20世紀初めから、世界の宗教極端主義と民族ショービニズム思潮の影響を受けた新疆のごく少数の分裂分子と宗教極端分子は、旧植民地主義者の言い方にならって、「東トルキスタン」という規範的でない地理名詞を政治化させ、いわゆる「東トルキスタン独立」という「思想論理体系」をでっち上げた。彼らは「東トルキスタン」が昔から独立した国で、その民族は1万年近くの歴史があり、「人類史上最も優秀な民族である」と鼓吹し、突厥語を話し、イスラム教を信奉するすべての民族が連合して「政教合一」の国をつくろうとわめき立て、中国の各民族が共同で偉大な祖国をつくった歴史を否定し、「突厥民族以外のすべての民族に反対し」、「異教徒」を消滅しなければならない、中国は「東トルキスタン民族の3000年来の敵国である」などとわめき立てた。いわゆる「東トルキスタン」という理論が形成された後、さまざまな分裂主義者は「東トルキスタン」の旗印を掲げて活動し、「東トルキスタン国」を樹立する夢を実現させようとしている。
20世紀初めから1940年代末にかけて、「東トルキスタン」勢力は外国の敵対勢力にそそのかされ、その支持の下で、何回も動乱を起こした。1933年11月、サビト・タモラらはカシュガルでいわゆる「東トルキスタンイスラム共和国」を樹立したが、新疆各民族人民に反対されて、三カ月足らずでついえさってしまった。1944年に国民党の統治に反対する、中国人民民主主義革命運動の一部分としての「三区革命」(三区とは当時の新疆のイリ、ターチョン、アルタイの三地区を指す)が起こり、分裂主義者のエリハン・トレー(前ソ連ウズベク人)は「三区革命」初期の指導権をかすめ取って、イーニンでいわゆる「東トルキスタン共和国」を樹立し、自ら「主席」に就任した。1946年6月、「三区革命」指導者のアホマトジャン、アバソフらはエリハン・トレーを解任し、「東トルキスタン共和国」をイリ専区参議会に改組し、分裂勢力に致命的な打撃を与えた。

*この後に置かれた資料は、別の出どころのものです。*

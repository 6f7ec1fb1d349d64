// Copyright (c) 2025 ADBC Drivers Contributors
//
// Licensed under the Apache License, Version 2.0 (the "License");
// you may not use this file except in compliance with the License.
// You may obtain a copy of the License at
//
//     http://www.apache.org/licenses/LICENSE-2.0
//
// Unless required by applicable law or agreed to in writing, software
// distributed under the License is distributed on an "AS IS" BASIS,
// WITHOUT WARRANTIES OR CONDITIONS OF ANY KIND, either express or implied.
// See the License for the specific language governing permissions and
// limitations under the License.

//! Table properties (`TBLPROPERTIES`).

use crate::error::{Error, Result};
use crate::relation_configs::results::{RelationResults, RelationResultsKey};
use crate::relation_configs::{ComponentProcessor, DatabricksComponentConfig, ModelNode};
use indexmap::IndexMap;
use serde_json::Value;

/// Properties managed by Databricks itself.
pub const DEFAULT_IGNORE_LIST: &[&str] = &["pipelines.pipelineId"];

#[derive(Debug, Clone)]
pub struct TblPropertiesConfig {
    pub tblproperties: IndexMap<String, String>,
    /// Keys left out of equality.
    pub ignore_list: Vec<String>,
}

impl Default for TblPropertiesConfig {
    fn default() -> Self {
        Self::new(IndexMap::new())
    }
}

impl TblPropertiesConfig {
    pub fn new(tblproperties: IndexMap<String, String>) -> Self {
        Self {
            tblproperties,
            ignore_list: DEFAULT_IGNORE_LIST.iter().map(|k| k.to_string()).collect(),
        }
    }

    pub fn with_ignore_list(mut self, ignore_list: Vec<String>) -> Self {
        self.ignore_list = ignore_list;
        self
    }

    pub fn requires_full_refresh(&self) -> bool {
        true
    }

    fn is_ignored(&self, key: &str) -> bool {
        self.ignore_list.iter().any(|ignored| ignored == key)
    }

    fn without_ignored<'a>(&'a self, other: &Self) -> IndexMap<&'a str, &'a str> {
        self.tblproperties
            .iter()
            .filter(|(k, _)| !self.is_ignored(k) && !other.is_ignored(k))
            .map(|(k, v)| (k.as_str(), v.as_str()))
            .collect()
    }
}

// Order-insensitive. Keys on either side's ignore list are left out.
impl PartialEq for TblPropertiesConfig {
    fn eq(&self, other: &Self) -> bool {
        self.without_ignored(other) == other.without_ignored(self)
    }
}

impl Eq for TblPropertiesConfig {}

fn stringify(value: &Value) -> String {
    match value {
        Value::String(s) => s.clone(),
        other => other.to_string(),
    }
}

fn is_falsy(value: &Value) -> bool {
    match value {
        Value::Null => true,
        Value::Bool(b) => !b,
        Value::Number(n) => n.as_f64() == Some(0.0),
        Value::String(s) => s.is_empty(),
        Value::Array(a) => a.is_empty(),
        Value::Object(o) => o.is_empty(),
    }
}

#[derive(Debug, Default, Clone, Copy)]
pub struct TblPropertiesProcessor;

impl TblPropertiesProcessor {
    pub const NAME: &'static str = "tblproperties";
}

impl ComponentProcessor for TblPropertiesProcessor {
    fn name(&self) -> &'static str {
        Self::NAME
    }

    fn from_relation_results(&self, results: &RelationResults) -> Result<DatabricksComponentConfig> {
        let mut tblproperties = IndexMap::new();
        if let Some(table) = results.get(RelationResultsKey::ShowTblProperties) {
            for row in table.rows() {
                let key = row.first().cloned().flatten().unwrap_or_default();
                let value = row.get(1).cloned().flatten().unwrap_or_default();
                tblproperties.insert(key, value);
            }
        }
        Ok(DatabricksComponentConfig::TblProperties(
            TblPropertiesConfig::new(tblproperties),
        ))
    }

    fn from_model_node(&self, model: &dyn ModelNode) -> Result<DatabricksComponentConfig> {
        let tblproperties = match model.config_extra().get(Self::NAME) {
            None => IndexMap::new(),
            Some(value) if is_falsy(value) => IndexMap::new(),
            Some(Value::Object(map)) => map
                .iter()
                .map(|(k, v)| (k.clone(), stringify(v)))
                .collect(),
            Some(_) => return Err(Error::runtime("tblproperties must be a dictionary")),
        };
        Ok(DatabricksComponentConfig::TblProperties(
            TblPropertiesConfig::new(tblproperties),
        ))
    }
}

#[cfg(test)]
mod tests {
    use super::*;
    use crate::error::ErrorKind;
    use crate::relation_configs::{IntrospectionTable, ModelDeclaration};
    use serde_json::json;

    fn props(pairs: &[(&str, &str)]) -> TblPropertiesConfig {
        TblPropertiesConfig::new(
            pairs
                .iter()
                .map(|(k, v)| (k.to_string(), v.to_string()))
                .collect(),
        )
    }

    fn model(config: Value) -> ModelDeclaration {
        serde_json::from_value(json!({ "config": config })).unwrap()
    }

    #[test]
    fn test_equality_ignores_pipeline_id() {
        let a = props(&[("prop", "1"), ("pipelines.pipelineId", "abc")]);
        let b = props(&[("prop", "1"), ("pipelines.pipelineId", "def")]);
        let c = props(&[("prop", "1")]);
        assert_eq!(a, b);
        assert_eq!(a, c);
        assert_ne!(a, props(&[("prop", "2")]));
    }

    #[test]
    fn test_equality_is_order_insensitive() {
        assert_eq!(
            props(&[("a", "1"), ("b", "2")]),
            props(&[("b", "2"), ("a", "1")])
        );
    }

    #[test]
    fn test_custom_ignore_list() {
        let a = props(&[("a", "1"), ("delta.x", "1")]).with_ignore_list(vec!["delta.x".into()]);
        let b = props(&[("a", "1"), ("delta.x", "2")]);
        assert_eq!(a, b);
        assert_eq!(b, a);
        assert_ne!(props(&[("a", "2")]).with_ignore_list(vec!["delta.x".into()]), b);
    }

    #[test]
    fn test_declared_values_match_live_rows() {
        let results = RelationResults::builder()
            .with_show_tblproperties(IntrospectionTable::from_rows(
                &["key", "value"],
                &[&["delta.appendOnly", "true"], &["ratio", "1.0"], &["n", "3"]],
            ))
            .build();
        let live = TblPropertiesProcessor.from_relation_results(&results).unwrap();
        let declared = TblPropertiesProcessor
            .from_model_node(&model(json!({
                "tblproperties": {"delta.appendOnly": true, "ratio": 1.0, "n": 3}
            })))
            .unwrap();
        assert_eq!(declared, live);

        // Booleans are lowercase, the way the table reports them back.
        let DatabricksComponentConfig::TblProperties(declared) = declared else {
            panic!("expected tblproperties");
        };
        assert_eq!(declared.tblproperties["delta.appendOnly"], "true");
        assert_eq!(declared.tblproperties["ratio"], "1.0");
    }

    #[test]
    fn test_from_relation_results() {
        let results = RelationResults::builder()
            .with_show_tblproperties(IntrospectionTable::from_rows(
                &["key", "value"],
                &[&["prop", "f1"], &["other", "f2"]],
            ))
            .build();
        let config = TblPropertiesProcessor.from_relation_results(&results).unwrap();
        assert_eq!(
            config,
            DatabricksComponentConfig::TblProperties(props(&[("prop", "f1"), ("other", "f2")]))
        );

        let config = TblPropertiesProcessor
            .from_relation_results(&RelationResults::default())
            .unwrap();
        assert_eq!(
            config,
            DatabricksComponentConfig::TblProperties(TblPropertiesConfig::default())
        );
    }

    #[test]
    fn test_from_model_node() {
        let config = TblPropertiesProcessor
            .from_model_node(&model(json!({"tblproperties": {"prop": 1, "flag": true, "s": "x"}})))
            .unwrap();
        assert_eq!(
            config,
            DatabricksComponentConfig::TblProperties(props(&[
                ("prop", "1"),
                ("flag", "true"),
                ("s", "x")
            ]))
        );
    }

    #[test]
    fn test_from_model_node_missing_or_falsy() {
        for config in [json!({}), json!({"tblproperties": null}), json!({"tblproperties": {}})] {
            let result = TblPropertiesProcessor.from_model_node(&model(config)).unwrap();
            assert_eq!(
                result,
                DatabricksComponentConfig::TblProperties(TblPropertiesConfig::default())
            );
        }
    }

    #[test]
    fn test_from_model_node_not_a_mapping() {
        let err = TblPropertiesProcessor
            .from_model_node(&model(json!({"tblproperties": ["a", "b"]})))
            .unwrap_err();
        assert_eq!(err.kind(), ErrorKind::Runtime);
        assert_eq!(err.message(), "tblproperties must be a dictionary");
    }
}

新疆が平和解放された後、「東トルキスタン」勢力は失敗に甘んせず、外国に逃げた新疆のごく少数の分裂主義者と新疆にいる分裂主義者は内外で呼応し合い、世界の反中国勢力の支持の下で、機をうかがって分裂破壊活動を行っている。特に1990年代に入ってから、宗教極端主義、分裂主義、国際テロリズムの影響を受けて、新疆内外の一部の「東トルキスタン」勢力はテロ暴力を主な手段とする分裂破壊活動を行うようになった。一部の「東トルキスタン」組織は公然とテロ暴力手段で分裂の目的を達すると広言した。中国の新疆と関係諸国で、「東トルキスタン」勢力は一連の爆発、暗殺、放火、毒物混入、襲撃などの血なまぐさいテロ暴力事件を画策、組織して、中国各民族の人民大衆の生命財産の安全と社会の安定にゆゆしい危害を与え、関係諸国・地域の安全と安定を脅かした。
「9.11」事件の発生後、世界でテロ反対の闘争と協力を行うようアピールする声が日増しに強まり、「東トルキスタン」勢力はばつの悪い状態から抜け出すため、またも「人権」、「宗教の自由」、「少数民族の利益」を守るという旗印を掲げ、いわゆる「中国政府が機に乗じて少数民族に打撃を加える」などのうそをでっち上げて、視聴を混乱させ、国際世論を騙し、国際上のテロリズムに反対する打撃から逃れようとしている。